Which lines below mention "issue"? Pick each one out.

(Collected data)
Segment Open

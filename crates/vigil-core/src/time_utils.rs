/// Returns the current Unix timestamp in seconds.
pub fn current_unix_timestamp() -> u64 {
    std::time::SystemTime::now()
        .duration_since(std::time::UNIX_EPOCH)
        .unwrap_or_default()
        .as_secs()
}
//! Argument surface for the `vigil` binary.
//!
//! Env fallbacks follow the variable names a Jenkins-style CI layer already
//! exports per build, so a pipeline step can usually invoke
//! `vigil reconcile` with only the tracker flags spelled out.

use std::path::PathBuf;

use clap::{Args, Parser, Subcommand};
use vigil_tracker::BuildOutcome;

#[derive(Debug, Parser)]
#[command(
    name = "vigil",
    about = "Reconciles CI build outcomes with issue-tracker tickets"
)]
pub struct VigilCli {
    #[command(subcommand)]
    pub command: VigilCommand,
}

#[derive(Debug, Subcommand)]
pub enum VigilCommand {
    /// Run one reconcile cycle for a completed build.
    Reconcile(ReconcileArgs),
    /// Print the ticket currently tracked for a job, if any.
    Status(StatusArgs),
}

fn parse_build_outcome(raw: &str) -> Result<BuildOutcome, String> {
    raw.parse()
}

#[derive(Debug, Args)]
pub struct ReconcileArgs {
    #[arg(long, env = "JOB_NAME")]
    pub job: String,
    #[arg(long, env = "BUILD_NUMBER")]
    pub build_number: String,
    #[arg(long, env = "BUILD_URL")]
    pub build_url: String,
    #[arg(long, env = "JENKINS_URL")]
    pub root_url: String,
    /// Outcome of the build that just completed.
    #[arg(long, env = "BUILD_RESULT", value_parser = parse_build_outcome)]
    pub current_result: BuildOutcome,
    /// Outcome of the previous build; omit for the first build of a job.
    #[arg(long, env = "PREVIOUS_BUILD_RESULT", value_parser = parse_build_outcome)]
    pub previous_result: Option<BuildOutcome>,

    #[arg(long, env = "JIRA_URL")]
    pub jira_url: String,
    /// API token; sent as bearer auth, or basic auth when --jira-user is set.
    #[arg(long, env = "JIRA_TOKEN")]
    pub jira_token: String,
    #[arg(long, env = "JIRA_USER")]
    pub jira_user: Option<String>,
    #[arg(long)]
    pub project_key: String,
    #[arg(long)]
    pub assignee: Option<String>,
    #[arg(long, value_delimiter = ',')]
    pub components: Vec<String>,
    /// Free-form text included in new issue descriptions.
    #[arg(long)]
    pub description: Option<String>,

    #[arg(long, env = "VIGIL_STATE_DIR", default_value = ".vigil-state")]
    pub state_dir: PathBuf,
    #[arg(long, default_value_t = 10_000)]
    pub request_timeout_ms: u64,
}

#[derive(Debug, Args)]
pub struct StatusArgs {
    #[arg(long, env = "JOB_NAME")]
    pub job: String,
    #[arg(long, env = "VIGIL_STATE_DIR", default_value = ".vigil-state")]
    pub state_dir: PathBuf,
}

Segment Closed

**EXERCISE RESPONSE:**
    about = "Reconciles CI build outcomes with issue-tracker tickets"
    /// Free-form text included in new issue descriptions.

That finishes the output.